Stored data entries:
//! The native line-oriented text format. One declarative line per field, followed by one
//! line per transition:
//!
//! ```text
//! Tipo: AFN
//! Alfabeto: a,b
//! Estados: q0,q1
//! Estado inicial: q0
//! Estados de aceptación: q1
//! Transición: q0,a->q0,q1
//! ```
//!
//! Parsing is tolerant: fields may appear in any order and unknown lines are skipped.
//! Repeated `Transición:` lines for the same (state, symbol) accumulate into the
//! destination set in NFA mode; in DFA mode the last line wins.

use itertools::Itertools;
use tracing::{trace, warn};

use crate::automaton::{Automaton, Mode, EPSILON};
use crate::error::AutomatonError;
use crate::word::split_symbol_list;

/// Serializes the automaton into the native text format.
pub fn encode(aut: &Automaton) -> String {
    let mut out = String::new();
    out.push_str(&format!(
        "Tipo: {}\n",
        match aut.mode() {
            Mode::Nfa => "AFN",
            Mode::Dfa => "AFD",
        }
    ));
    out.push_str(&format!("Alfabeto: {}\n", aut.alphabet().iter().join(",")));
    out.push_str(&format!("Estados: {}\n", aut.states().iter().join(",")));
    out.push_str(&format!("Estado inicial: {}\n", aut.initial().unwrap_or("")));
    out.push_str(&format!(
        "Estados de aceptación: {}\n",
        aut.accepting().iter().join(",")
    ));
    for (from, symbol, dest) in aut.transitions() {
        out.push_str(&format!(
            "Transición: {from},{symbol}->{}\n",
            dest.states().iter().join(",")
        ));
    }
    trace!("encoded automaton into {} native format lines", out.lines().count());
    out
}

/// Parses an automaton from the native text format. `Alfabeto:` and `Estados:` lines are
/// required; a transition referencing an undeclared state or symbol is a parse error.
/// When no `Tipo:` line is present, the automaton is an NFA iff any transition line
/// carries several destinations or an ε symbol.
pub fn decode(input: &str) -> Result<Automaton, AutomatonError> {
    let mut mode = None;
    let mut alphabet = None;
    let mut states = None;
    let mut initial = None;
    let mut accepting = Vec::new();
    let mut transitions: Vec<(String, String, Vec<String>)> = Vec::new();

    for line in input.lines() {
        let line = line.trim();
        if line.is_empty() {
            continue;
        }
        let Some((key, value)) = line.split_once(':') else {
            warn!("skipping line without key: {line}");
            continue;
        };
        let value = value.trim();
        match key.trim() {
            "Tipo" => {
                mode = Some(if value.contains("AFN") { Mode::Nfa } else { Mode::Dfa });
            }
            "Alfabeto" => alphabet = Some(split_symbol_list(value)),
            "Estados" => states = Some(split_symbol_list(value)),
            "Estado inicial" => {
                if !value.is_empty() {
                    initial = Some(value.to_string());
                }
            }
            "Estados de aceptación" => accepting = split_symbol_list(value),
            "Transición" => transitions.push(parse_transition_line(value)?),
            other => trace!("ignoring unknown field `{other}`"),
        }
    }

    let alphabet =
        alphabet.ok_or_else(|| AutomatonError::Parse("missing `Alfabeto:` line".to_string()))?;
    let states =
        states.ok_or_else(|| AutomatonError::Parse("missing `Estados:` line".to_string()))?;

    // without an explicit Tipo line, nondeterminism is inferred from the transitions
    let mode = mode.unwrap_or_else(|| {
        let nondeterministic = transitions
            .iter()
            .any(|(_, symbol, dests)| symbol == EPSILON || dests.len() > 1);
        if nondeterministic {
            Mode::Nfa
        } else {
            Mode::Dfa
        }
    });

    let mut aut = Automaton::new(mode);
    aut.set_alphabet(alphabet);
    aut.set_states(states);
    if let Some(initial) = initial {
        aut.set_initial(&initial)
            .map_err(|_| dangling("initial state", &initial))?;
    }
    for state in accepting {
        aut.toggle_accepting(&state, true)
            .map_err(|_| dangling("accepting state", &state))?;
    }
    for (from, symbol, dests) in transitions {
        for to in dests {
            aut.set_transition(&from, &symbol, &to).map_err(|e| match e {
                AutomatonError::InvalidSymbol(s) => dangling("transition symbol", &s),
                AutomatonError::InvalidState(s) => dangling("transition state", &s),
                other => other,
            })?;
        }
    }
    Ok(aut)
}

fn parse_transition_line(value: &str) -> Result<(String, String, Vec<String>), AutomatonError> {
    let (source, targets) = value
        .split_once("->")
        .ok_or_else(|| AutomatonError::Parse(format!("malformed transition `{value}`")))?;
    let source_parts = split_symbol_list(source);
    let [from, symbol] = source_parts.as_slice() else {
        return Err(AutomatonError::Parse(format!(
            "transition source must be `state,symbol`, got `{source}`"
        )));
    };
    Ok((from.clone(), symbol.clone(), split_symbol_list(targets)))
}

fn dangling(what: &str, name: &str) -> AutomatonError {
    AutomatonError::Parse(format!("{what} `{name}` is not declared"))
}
* * *
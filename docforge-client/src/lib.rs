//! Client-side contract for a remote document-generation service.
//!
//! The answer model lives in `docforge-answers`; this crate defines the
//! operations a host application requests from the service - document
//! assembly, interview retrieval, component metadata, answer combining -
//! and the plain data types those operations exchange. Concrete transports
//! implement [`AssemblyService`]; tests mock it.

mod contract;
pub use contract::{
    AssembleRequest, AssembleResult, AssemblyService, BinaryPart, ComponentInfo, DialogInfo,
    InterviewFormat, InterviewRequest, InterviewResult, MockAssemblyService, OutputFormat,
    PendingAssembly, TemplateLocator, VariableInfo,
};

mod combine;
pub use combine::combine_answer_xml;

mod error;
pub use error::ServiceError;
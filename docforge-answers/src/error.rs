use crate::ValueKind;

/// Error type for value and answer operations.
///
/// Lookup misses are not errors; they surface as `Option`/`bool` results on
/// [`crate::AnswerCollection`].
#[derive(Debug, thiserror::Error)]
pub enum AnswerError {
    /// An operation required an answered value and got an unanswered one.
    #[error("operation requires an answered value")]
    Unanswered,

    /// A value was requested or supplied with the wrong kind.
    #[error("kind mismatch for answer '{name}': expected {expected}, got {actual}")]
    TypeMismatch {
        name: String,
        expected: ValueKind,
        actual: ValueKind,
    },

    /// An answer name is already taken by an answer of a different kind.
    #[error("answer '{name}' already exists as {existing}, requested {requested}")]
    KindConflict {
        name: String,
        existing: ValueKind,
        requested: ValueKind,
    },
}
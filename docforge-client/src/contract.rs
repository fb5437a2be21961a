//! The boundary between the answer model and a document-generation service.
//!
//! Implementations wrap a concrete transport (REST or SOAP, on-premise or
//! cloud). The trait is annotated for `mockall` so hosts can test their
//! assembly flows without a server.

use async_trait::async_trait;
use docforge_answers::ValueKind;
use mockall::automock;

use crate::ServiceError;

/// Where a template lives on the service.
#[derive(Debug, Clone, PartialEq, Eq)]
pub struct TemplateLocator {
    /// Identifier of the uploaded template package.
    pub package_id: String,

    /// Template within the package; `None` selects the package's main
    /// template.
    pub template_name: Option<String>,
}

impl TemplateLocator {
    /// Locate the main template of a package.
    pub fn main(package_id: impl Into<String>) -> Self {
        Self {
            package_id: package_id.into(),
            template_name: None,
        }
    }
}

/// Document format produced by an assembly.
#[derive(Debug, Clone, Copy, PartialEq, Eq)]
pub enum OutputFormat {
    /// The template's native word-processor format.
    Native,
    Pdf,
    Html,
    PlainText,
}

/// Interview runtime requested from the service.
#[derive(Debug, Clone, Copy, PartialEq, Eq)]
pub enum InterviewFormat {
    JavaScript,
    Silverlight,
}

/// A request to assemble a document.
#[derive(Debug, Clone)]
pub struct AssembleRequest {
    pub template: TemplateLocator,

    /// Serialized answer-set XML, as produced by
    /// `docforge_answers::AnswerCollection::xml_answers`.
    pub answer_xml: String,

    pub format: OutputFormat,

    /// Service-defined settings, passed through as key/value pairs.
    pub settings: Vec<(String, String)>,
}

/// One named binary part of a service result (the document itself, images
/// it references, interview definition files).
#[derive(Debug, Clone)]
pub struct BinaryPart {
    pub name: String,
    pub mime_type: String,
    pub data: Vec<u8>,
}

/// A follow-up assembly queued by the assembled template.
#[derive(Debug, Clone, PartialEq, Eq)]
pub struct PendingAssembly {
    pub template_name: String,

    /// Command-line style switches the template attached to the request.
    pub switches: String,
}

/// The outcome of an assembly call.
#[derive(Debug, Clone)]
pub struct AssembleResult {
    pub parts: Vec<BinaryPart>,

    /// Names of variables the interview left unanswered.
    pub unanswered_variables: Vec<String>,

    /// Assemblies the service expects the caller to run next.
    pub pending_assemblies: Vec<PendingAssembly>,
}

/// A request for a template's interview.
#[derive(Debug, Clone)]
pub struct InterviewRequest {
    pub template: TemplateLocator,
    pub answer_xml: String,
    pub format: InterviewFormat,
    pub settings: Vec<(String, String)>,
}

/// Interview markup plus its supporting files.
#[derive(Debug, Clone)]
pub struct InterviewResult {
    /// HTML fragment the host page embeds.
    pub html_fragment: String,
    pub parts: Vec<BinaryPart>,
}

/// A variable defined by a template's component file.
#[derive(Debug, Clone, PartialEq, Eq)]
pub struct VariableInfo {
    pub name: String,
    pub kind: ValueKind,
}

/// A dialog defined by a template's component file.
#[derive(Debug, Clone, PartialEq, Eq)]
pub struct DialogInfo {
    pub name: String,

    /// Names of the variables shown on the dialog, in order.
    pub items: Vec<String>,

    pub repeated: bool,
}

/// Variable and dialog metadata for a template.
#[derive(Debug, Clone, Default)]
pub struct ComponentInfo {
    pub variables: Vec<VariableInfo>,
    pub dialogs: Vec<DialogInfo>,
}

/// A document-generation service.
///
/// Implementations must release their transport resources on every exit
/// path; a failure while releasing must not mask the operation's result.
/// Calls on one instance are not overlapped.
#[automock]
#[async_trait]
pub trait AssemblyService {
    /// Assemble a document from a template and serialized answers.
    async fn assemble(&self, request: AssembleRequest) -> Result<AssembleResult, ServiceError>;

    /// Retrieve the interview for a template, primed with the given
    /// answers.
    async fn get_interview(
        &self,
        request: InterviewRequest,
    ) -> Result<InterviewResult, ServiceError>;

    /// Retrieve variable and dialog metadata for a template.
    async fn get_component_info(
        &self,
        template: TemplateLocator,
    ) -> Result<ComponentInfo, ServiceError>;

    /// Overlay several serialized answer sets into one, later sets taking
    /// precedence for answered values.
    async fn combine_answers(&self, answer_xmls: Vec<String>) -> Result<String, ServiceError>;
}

▸ **PROBLEM TO WORK ON**
Find every line in the records that contains the word "required"; copy those lines.

▸ **OUTPUT BELOW**
/// required; a transition referencing an undeclared state or symbol is a parse error.
    /// An operation required an answered value and got an unanswered one.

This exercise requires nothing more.